Go Back   Sports Handicapping Forum > Welcome Forums > Main Street > Capping

Capping All handicapping, betting systems, spreadsheets, mathematics & quantitative technicapping.

Reply
 
LinkBack Thread Tools Display Modes
  #1  
Old 04-09-2010, 06:24 AM
Hall of Fame
 
Join Date: Oct 2005
Location: Salem, VA
Posts: 22,450
Rewards: 1,800
Creating your own MLB line - Pythagorean Method

Anytime you are trying to analyze a market, you need a frame of reference. A way to compare some set of data to what the market formulates, lest you enjoy throwing darts. I like to keep objective, simplified data organized in the most aggregated form possible, meaning a collection of team and league data over the course of a regular season. As the season progresses, then you can start to provide a basic calculation of how the line should be convened and then compare to the set number given by linesmakers.

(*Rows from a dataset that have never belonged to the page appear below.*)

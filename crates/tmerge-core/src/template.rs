//! The growing output table and the block appender that fills it
//!
//! Rows are only ever added, never edited once written: each block
//! appends its own fresh rows, writes the source table into a contiguous
//! column range, and stamps the instrument name and instance number.

use crate::error::{Error, Result};
use crate::schema::TemplateSchema;
use crate::table::{CellValue, TidyTable};
use serde::{Deserialize, Serialize};
use std::ops::Range;
use tracing::debug;

/// Columns every appended row gets stamped into
#[derive(Debug, Clone, PartialEq, Serialize, Deserialize)]
pub struct StampColumns {
    /// Receives the block's instrument name
    pub instrument: usize,
    /// Receives the 1-based instance number
    pub instance: usize,
    /// Receives a fixed value (the subject identifier) when set
    pub subject: Option<(usize, CellValue)>,
}

impl StampColumns {
    /// Resolve stamp columns by name
    pub fn resolve(schema: &TemplateSchema, instrument: &str, instance: &str) -> Result<Self> {
        Ok(Self {
            instrument: schema.offset_of(instrument)?,
            instance: schema.offset_of(instance)?,
            subject: None,
        })
    }

    /// Also stamp `subject` into the named column
    pub fn with_subject(mut self, schema: &TemplateSchema, column: &str, subject: &str) -> Result<Self> {
        self.subject = Some((schema.offset_of(column)?, CellValue::text(subject)));
        Ok(self)
    }

    fn offsets(&self) -> impl Iterator<Item = usize> + '_ {
        [Some(self.instrument), Some(self.instance), self.subject.as_ref().map(|s| s.0)]
            .into_iter()
            .flatten()
    }
}

/// One instrument's contribution: a source table plus placement
#[derive(Debug, Clone)]
pub struct InstrumentBlock<'a> {
    pub instrument: String,
    /// Schema offset of the source table's first column
    pub start_offset: usize,
    /// Absent or row-less sources append nothing
    pub source: Option<&'a TidyTable>,
    /// Instance number of the block's first row
    pub instance_start: i64,
    /// Schema offset and value written into every row of the block
    pub constant: Option<(usize, CellValue)>,
}

impl<'a> InstrumentBlock<'a> {
    pub fn new(instrument: impl Into<String>, start_offset: usize, source: &'a TidyTable) -> Self {
        Self {
            instrument: instrument.into(),
            start_offset,
            source: Some(source),
            instance_start: 1,
            constant: None,
        }
    }

    pub fn instance_start(mut self, instance_start: i64) -> Self {
        self.instance_start = instance_start;
        self
    }

    pub fn constant(mut self, offset: usize, value: impl Into<CellValue>) -> Self {
        self.constant = Some((offset, value.into()));
        self
    }

    /// Column range the source table's data occupies
    fn data_columns(&self) -> Range<usize> {
        let width = self.source.map_or(0, TidyTable::column_count);
        self.start_offset..self.start_offset + width
    }
}

/// Columns already written by an earlier block
#[derive(Debug, Clone, PartialEq)]
struct Claim {
    instrument: String,
    columns: Range<usize>,
    constant: Option<usize>,
}

/// The fixed-schema output table
#[derive(Debug, Clone, PartialEq, Serialize, Deserialize)]
pub struct OutputTemplate {
    schema: TemplateSchema,
    stamps: StampColumns,
    rows: Vec<Vec<CellValue>>,
    #[serde(skip)]
    claims: Vec<Claim>,
}

impl OutputTemplate {
    /// A template with the schema's columns and no rows
    pub fn new(schema: TemplateSchema, stamps: StampColumns) -> Self {
        Self {
            schema,
            stamps,
            rows: Vec::new(),
            claims: Vec::new(),
        }
    }

    pub fn schema(&self) -> &TemplateSchema {
        &self.schema
    }

    pub fn rows(&self) -> &[Vec<CellValue>] {
        &self.rows
    }

    pub fn row_count(&self) -> usize {
        self.rows.len()
    }

    /// Offset of a destination column, or `UnknownColumn`
    pub fn column_offset(&self, name: &str) -> Result<usize> {
        self.schema.offset_of(name)
    }

    /// Value at a row and named column
    pub fn cell(&self, row: usize, column: &str) -> Option<&CellValue> {
        let offset = self.schema.offset_of(column).ok()?;
        self.rows.get(row).and_then(|r| r.get(offset))
    }

    /// Append a block, returning the range of rows it wrote.
    ///
    /// A block without rows is a no-op and returns an empty range. Every
    /// check runs before the first row is added, so a rejected block
    /// leaves the template untouched.
    pub fn append_block(&mut self, block: &InstrumentBlock<'_>) -> Result<Range<usize>> {
        let first_row = self.rows.len();
        let Some(source) = block.source.filter(|t| !t.is_empty()) else {
            debug!(instrument = %block.instrument, "no rows to append");
            return Ok(first_row..first_row);
        };

        let columns = self.check_block(block)?;
        let width = self.schema.width();

        for (r, source_row) in source.rows.iter().enumerate() {
            let mut row = vec![CellValue::Empty; width];

            for (c, cell) in source_row.cells.iter().enumerate() {
                row[block.start_offset + c] = cell.clone();
            }

            row[self.stamps.instrument] = CellValue::text(block.instrument.as_str());
            row[self.stamps.instance] = CellValue::Integer(block.instance_start + r as i64);
            if let Some((offset, subject)) = &self.stamps.subject {
                row[*offset] = subject.clone();
            }
            if let Some((offset, value)) = &block.constant {
                row[*offset] = value.clone();
            }

            self.rows.push(row);
        }

        self.claims.push(Claim {
            instrument: block.instrument.clone(),
            columns,
            constant: block.constant.as_ref().map(|(offset, _)| *offset),
        });

        let written = first_row..self.rows.len();
        debug!(
            instrument = %block.instrument,
            rows = written.len(),
            first_row,
            "appended block"
        );
        Ok(written)
    }

    fn check_block(&self, block: &InstrumentBlock<'_>) -> Result<Range<usize>> {
        let columns = block.data_columns();
        let width = self.schema.width();

        let constant_end = block.constant.as_ref().map_or(0, |(offset, _)| offset + 1);
        if columns.end > width || constant_end > width {
            return Err(Error::BlockOutOfRange {
                instrument: block.instrument.clone(),
                start: columns.start,
                end: columns.end.max(constant_end),
                width,
            });
        }

        let overlap = |other: &str| Error::OverlappingBlock {
            instrument: block.instrument.clone(),
            other: other.to_string(),
        };

        if self.stamps.offsets().any(|offset| columns.contains(&offset)) {
            return Err(overlap("stamp columns"));
        }

        if let Some((offset, _)) = &block.constant {
            if columns.contains(offset) || self.stamps.offsets().any(|s| s == *offset) {
                return Err(overlap("its own constant column"));
            }
        }

        let constant = block.constant.as_ref().map(|(offset, _)| *offset);
        if let Some(claim) = self.claims.iter().find(|claim| {
            let data_overlap = claim.columns.start < columns.end && columns.start < claim.columns.end;
            let constant_in_claim = constant.is_some_and(|c| claim.columns.contains(&c));
            let claim_constant_in_block = claim.constant.is_some_and(|c| columns.contains(&c));
            data_overlap || constant_in_claim || claim_constant_in_block
        }) {
            return Err(overlap(&claim.instrument));
        }

        Ok(columns)
    }
}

Early in the season, basically your only form of information to negotiate arise from projections, forecasts, and just your own opinion of how things might occur based on previous seasons. Additionally, finding derivatives of the unobservable through forecast simulations is eminently the most efficient way to appropriate a team by team comparison. MLB has the luxury of myriad sophisticated projection systems that have proved to be quite substantial in their team assessments. PECOTA, CHONE, ZiPs, among some others, are the more prominent ‘Sabremetric-ated’ measures of an unbiased statistical simulation of an entire season. We are fortunate enough to have access to the imminent data required to set the various factors in place , thanks to the efforts of Baseballprojections.com and the Replacement Level Yankees Weblog.


So using the individual and team projections from the aforementioned websites, you can come up with a line for each game by placing the pitching matchups in an unconditional spectrum. Basically how would the team expect to perform given the respective starting pitchers pitched every inning of every game. By doing this you can save a little time by finding immediate value, therefore not having to expend additional resources to find precision that would ultimately be supernumerary for what is to be realized.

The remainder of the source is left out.